Here it is, my “AHA!” moment. The realization that virtual reality isn’t reality — duh. It isn’t the reality I experience when I am in the presence of REAL people. It isn’t a true picture of what your neighbors think about you or what you are thinking about your neighbors. And while social media can be a vehicle for positive change, it can be toxic and mind-numbing, promoting the worst we have to offer. It can be, if we let it, a gateway into a world where we lose the important parts of our humanity without ever knowing it. It is the newest incubator for growing “the stubborn heart.”  Pick a side, and there are only two: Mine and wrong! Full disclosure: I used to write political blog posts often in response to other online political blog posts and “news” stories, so, you know, I know what I’m talking about!

Not that “real” reality is devoid of stubborn hearts and people who do terrible things to other people. These are the events that make headlines, and they must be addressed. Conversation is a good way to address problems and differences. While the internet gives us the ability to have larger discussions in terms of numbers of people, I regret to inform you that in many cases it leads to “smaller” discussions in terms of actual ideas. And in terms of actual understanding. In “real” reality, however, it has been my experience that when bad things happen, good people respond, and you may be surprised to learn that most of us still recognize a bad thing when we see it. No one plays the role of spokesperson for any of us; not across the board.

And Now Back to “poetry”…

In the days since I began this post, “poetry” has experienced a Hugo-like controversy itself. A white male poet submitted a poem to the Best American Poetry 2015 anthology under a Chinese pseudonym. The poem in question had been submitted and rejected, according to the poet, more than 40 times under his real name.  I shan’t go into the multi-level shittiness associated with this story; maybe another time. Ultimately, Poetry with a capital P doesn’t care what I think about this “controversy” because the controversy doesn’t matter.

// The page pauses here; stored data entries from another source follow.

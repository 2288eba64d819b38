//! Point-in-time chain queries for the Exocore state indexer.
//!
//! Projectors sometimes need chain state that events do not carry: params
//! after an update, the validator set after a power change, a staker's
//! delegated amount before and after a slash. Every such question is a
//! [`QueryRequest`] answered at a height by a [`ChainSource`].
//!
//! # Modules
//!
//! - [`query`] -- Requests, responses and pagination
//! - [`local`] -- Snapshot-backed source
//! - [`remote`] -- REST gateway source
//! - [`source`] -- [`ChainSource`], the dispatching enum
//! - [`adapters`] -- Typed per-module views and the [`Sources`] bundle
//! - [`error`] -- Error types

pub mod adapters;
pub mod error;
pub mod local;
pub mod query;
pub mod remote;
pub mod source;

pub use adapters::{
    AssetsSource, DelegationSource, DogfoodSource, EpochsSource, ExomintSource, Sources,
};
pub use error::SourceError;
pub use local::{ChainSnapshot, LocalSource, SnapshotDelegation};
pub use query::{DEFAULT_PAGE_LIMIT, PageRequest, QueryRequest, QueryResponse};
pub use remote::{RemoteConfig, RemoteSource};
pub use source::ChainSource;
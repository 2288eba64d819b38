//! Registrar: the seven projectors driven in a fixed order.
//!
//! Each block runs in three phases:
//!
//! 1. **Begin block** -- every projector's `BeginBlock` handler, in
//!    registration order. Slashing, opt-out finalisation, epoch ends and
//!    mints land here.
//! 2. **Transactions** -- for each tx in block order, every projector's tx
//!    handler, then every projector's message handler for each message.
//! 3. **End block** -- every projector's `EndBlock` handler, in registration
//!    order. Voting powers, validator sets and maturities land here.
//!
//! The first failure stops the block and is returned with the projector,
//! phase and height it came from.

use exocore_db::Store;
use exocore_source::Sources;
use exocore_types::{Block, BlockResults, GenesisDoc, Msg, Tx};

use crate::assets::AssetsModule;
use crate::avs::AvsModule;
use crate::delegation::DelegationModule;
use crate::dogfood::DogfoodModule;
use crate::epochs::EpochsModule;
use crate::error::{ModuleError, Phase, RegistrarError};
use crate::exomint::ExomintModule;
use crate::operator::OperatorModule;

/// Every projector, in registration order.
#[derive(Debug, Clone)]
pub struct Registrar<S> {
    assets: AssetsModule<S>,
    delegation: DelegationModule<S>,
    dogfood: DogfoodModule<S>,
    operator: OperatorModule<S>,
    avs: AvsModule<S>,
    epochs: EpochsModule<S>,
    exomint: ExomintModule<S>,
}

/// Build an error tagger for one handler call.
fn failed_in(
    module: &'static str,
    phase: Phase,
    height: i64,
) -> impl FnOnce(ModuleError) -> RegistrarError {
    move |source| RegistrarError {
        module,
        phase,
        height,
        source: Box::new(source),
    }
}

impl<S: Store + Clone + 'static> Registrar<S> {
    /// Build every projector over one store and one set of chain sources.
    pub fn new(store: S, sources: &Sources) -> Self {
        Self {
            assets: AssetsModule::new(store.clone(), sources.assets.clone()),
            delegation: DelegationModule::new(store.clone(), sources.delegation.clone()),
            dogfood: DogfoodModule::new(store.clone(), sources.dogfood.clone()),
            operator: OperatorModule::new(store.clone()),
            avs: AvsModule::new(store.clone()),
            epochs: EpochsModule::new(store.clone(), sources.epochs.clone()),
            exomint: ExomintModule::new(store, sources.exomint.clone()),
        }
    }

    /// Projector names in registration order.
    pub const fn module_names(&self) -> [&'static str; 7] {
        [
            self.assets.name(),
            self.delegation.name(),
            self.dogfood.name(),
            self.operator.name(),
            self.avs.name(),
            self.epochs.name(),
            self.exomint.name(),
        ]
    }

    /// The `x/dogfood` projector, for out-of-band validator refreshes.
    pub const fn dogfood(&self) -> &DogfoodModule<S> {
        &self.dogfood
    }

    /// Load every projector's genesis section, in registration order.
    pub async fn handle_genesis(&self, doc: &GenesisDoc) -> Result<(), RegistrarError> {
        let height = doc.initial_height;
        tracing::info!(chain_id = %doc.chain_id, height, "Loading genesis");

        self.assets
            .handle_genesis(doc)
            .await
            .map_err(failed_in(self.assets.name(), Phase::Genesis, height))?;
        self.delegation
            .handle_genesis(doc)
            .await
            .map_err(failed_in(self.delegation.name(), Phase::Genesis, height))?;
        self.dogfood
            .handle_genesis(doc)
            .await
            .map_err(failed_in(self.dogfood.name(), Phase::Genesis, height))?;
        self.operator
            .handle_genesis(doc)
            .await
            .map_err(failed_in(self.operator.name(), Phase::Genesis, height))?;
        self.avs
            .handle_genesis(doc)
            .await
            .map_err(failed_in(self.avs.name(), Phase::Genesis, height))?;
        self.epochs
            .handle_genesis(doc)
            .await
            .map_err(failed_in(self.epochs.name(), Phase::Genesis, height))?;
        self.exomint
            .handle_genesis(doc)
            .await
            .map_err(failed_in(self.exomint.name(), Phase::Genesis, height))?;
        Ok(())
    }

    /// Process one block: begin-block events, its transactions, then
    /// end-block events.
    pub async fn handle_block(
        &self,
        block: &Block,
        results: &BlockResults,
        txs: &[Tx],
    ) -> Result<(), RegistrarError> {
        tracing::debug!(height = block.height, txs = txs.len(), "Processing block");
        self.run_begin_block(block, results).await?;
        for tx in txs {
            self.handle_tx(tx).await?;
        }
        self.run_end_block(block, results).await
    }

    /// Process one transaction: events first, then messages.
    pub async fn handle_tx(&self, tx: &Tx) -> Result<(), RegistrarError> {
        let height = tx.height;
        self.assets
            .handle_tx(tx)
            .await
            .map_err(failed_in(self.assets.name(), Phase::Tx, height))?;
        self.delegation
            .handle_tx(tx)
            .await
            .map_err(failed_in(self.delegation.name(), Phase::Tx, height))?;
        self.dogfood
            .handle_tx(tx)
            .await
            .map_err(failed_in(self.dogfood.name(), Phase::Tx, height))?;
        self.operator
            .handle_tx(tx)
            .await
            .map_err(failed_in(self.operator.name(), Phase::Tx, height))?;
        self.avs
            .handle_tx(tx)
            .await
            .map_err(failed_in(self.avs.name(), Phase::Tx, height))?;

        for msg in &tx.messages {
            self.handle_msg(msg, tx).await?;
        }
        Ok(())
    }

    async fn handle_msg(&self, msg: &Msg, tx: &Tx) -> Result<(), RegistrarError> {
        let height = tx.height;
        self.assets
            .handle_msg(msg, tx)
            .await
            .map_err(failed_in(self.assets.name(), Phase::Msg, height))?;
        self.dogfood
            .handle_msg(msg, tx)
            .await
            .map_err(failed_in(self.dogfood.name(), Phase::Msg, height))?;
        self.exomint
            .handle_msg(msg, tx)
            .await
            .map_err(failed_in(self.exomint.name(), Phase::Msg, height))?;
        Ok(())
    }

    async fn run_begin_block(&self, block: &Block, results: &BlockResults) -> Result<(), RegistrarError> {
        let events = &results.begin_block_events;
        let height = block.height;
        self.delegation
            .handle_begin_block(block, events)
            .await
            .map_err(failed_in(self.delegation.name(), Phase::BeginBlock, height))?;
        self.dogfood
            .handle_begin_block(block, events)
            .await
            .map_err(failed_in(self.dogfood.name(), Phase::BeginBlock, height))?;
        self.operator
            .handle_begin_block(block, events)
            .await
            .map_err(failed_in(self.operator.name(), Phase::BeginBlock, height))?;
        self.avs
            .handle_begin_block(block, events)
            .await
            .map_err(failed_in(self.avs.name(), Phase::BeginBlock, height))?;
        self.epochs
            .handle_begin_block(block, events)
            .await
            .map_err(failed_in(self.epochs.name(), Phase::BeginBlock, height))?;
        self.exomint
            .handle_begin_block(block, events)
            .await
            .map_err(failed_in(self.exomint.name(), Phase::BeginBlock, height))?;
        Ok(())
    }

    async fn run_end_block(&self, block: &Block, results: &BlockResults) -> Result<(), RegistrarError> {
        let events = &results.end_block_events;
        let height = block.height;
        self.assets
            .handle_end_block(block, events)
            .await
            .map_err(failed_in(self.assets.name(), Phase::EndBlock, height))?;
        self.delegation
            .handle_end_block(block, events)
            .await
            .map_err(failed_in(self.delegation.name(), Phase::EndBlock, height))?;
        self.dogfood
            .handle_end_block(block, events)
            .await
            .map_err(failed_in(self.dogfood.name(), Phase::EndBlock, height))?;
        self.operator
            .handle_end_block(block, events)
            .await
            .map_err(failed_in(self.operator.name(), Phase::EndBlock, height))?;
        Ok(())
    }
}

#[cfg(test)]
#[allow(clippy::unwrap_used, clippy::indexing_slicing)]
mod tests {
    use super::*;
    use crate::testing::{block, genesis, sources, tx};
    use exocore_db::{DelegationStore, MemoryStore};
    use exocore_types::Event;
    use exocore_types::event_types::{delegation as dev, epochs as eev};

    fn registrar(store: &MemoryStore) -> Registrar<MemoryStore> {
        Registrar::new(store.clone(), &sources(Vec::new()))
    }

    #[test]
    fn modules_register_in_order() {
        let names = registrar(&MemoryStore::new()).module_names();
        assert_eq!(
            names,
            ["assets", "delegation", "dogfood", "operator", "avs", "epochs", "exomint"]
        );
    }

    #[tokio::test]
    async fn failures_name_module_phase_and_height() {
        let store = MemoryStore::new();
        let results = BlockResults {
            begin_block_events: vec![Event::new(
                eev::EPOCH_END,
                [(eev::ATTR_EPOCH_IDENTIFIER, "hour")],
            )],
            end_block_events: Vec::new(),
        };
        let err = registrar(&store)
            .handle_block(&block(77), &results, &[])
            .await
            .unwrap_err();
        assert_eq!(err.module, "epochs");
        assert_eq!(err.phase, Phase::BeginBlock);
        assert_eq!(err.height, 77);
        assert!(err.to_string().contains("epochs begin block handler failed at height 77"));
    }

    #[tokio::test]
    async fn transactions_run_between_begin_and_end() {
        let store = MemoryStore::new();
        let started = Event::new(
            dev::UNDELEGATION_STARTED,
            [
                (dev::ATTR_STAKER_ID, "s1"),
                (dev::ATTR_ASSET_ID, "0xabc_0x1"),
                (dev::ATTR_OPERATOR_ADDR, "op1"),
                (dev::ATTR_RECORD_ID, "r1"),
                (dev::ATTR_AMOUNT, "10"),
                (dev::ATTR_COMPLETED_EPOCH_ID, "hour"),
                (dev::ATTR_COMPLETED_EPOCH_NUMBER, "3"),
                (dev::ATTR_UNDELEGATION_ID, "1"),
                (dev::ATTR_TX_HASH, "0xtx9"),
                (dev::ATTR_BLOCK_NUMBER, "9"),
            ],
        );
        // The record only exists once the tx has run, so the end-block
        // maturity can only succeed if it is applied after the tx.
        let results = BlockResults {
            begin_block_events: Vec::new(),
            end_block_events: vec![Event::new(
                dev::UNDELEGATION_MATURED,
                [(dev::ATTR_RECORD_ID, "r1"), (dev::ATTR_AMOUNT, "10")],
            )],
        };
        registrar(&store)
            .handle_block(&block(9), &results, &[tx(9, vec![started])])
            .await
            .unwrap();

        let record = store.get_undelegation_record("r1").await.unwrap().unwrap();
        assert_eq!(record.maturity_height, Some(9));
    }

    #[tokio::test]
    async fn empty_genesis_loads_nothing() {
        let store = MemoryStore::new();
        registrar(&store)
            .handle_genesis(&genesis(serde_json::json!({})))
            .await
            .unwrap();
    }
}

Years ago, I attended a poetry workshop and one of the other attendees — one of the few males enrolled — said, “I don’t call myself a ‘poet.’ I leave that for other people to decide.” His tone left no doubt that he wasn’t worried. How nice for him. I still smile when I think about it, given, historically, which people had been doing most of the deciding about who among us were poets up until then. When I identify as a poet, I’m not being presumptuous. “Poet” is who I am.  I am also a white woman in her 50’s who grew up lower middle class in a small town in North Carolina with deep family roots in rural North Carolina and rural Tennessee who, as a child, saw things no child should see (insert a half a century of life here), and whose experiences and observations are no more or no less fit subjects for poetry than those of anyone else. Know how I know that? Because I am a poet; I have written poems.

Poetry with a capital P doesn’t care who the poet is, as long as the poet is a willing vessel. It’s really only ever about “the poem.” One poem. The poem being written. The poem that is trying to be born and to live.  Others don’t get to decide for me what is appropriate subject matter for my one poem, nor am I entitled to know all the ways a poem lives in the world once I create it and let it go.  The poem knows for whom it wants to live, even if I do not. So let me say again, Poetry doesn’t care who the poet is. Publishers might care; editors might care; literary critics and academics might care. Do we have a history of overlooking strong and deserving poetic voices? You better believe it. We can and should talk about all the ways “past racial, social, cultural, and aesthetic injustices” can be addressed, but with all due respect to Sherman Alexie, not in the “poetry world,” but in the world of publishers, editors, literary critics, and academics. In Poetry world, where poems actually are being written by poets covering the range of labels we can’t get away from placing on one another, the only injustice is the one committed when the poet refuses to take up the pen. And the only reader who matters is the reader the poem was seeking out in the first place.  Poetry world is full of poems that can be labeled as “good” or as “bad,” and I’ve seen both kinds, in my opinion, enjoy publication and adulation. So what?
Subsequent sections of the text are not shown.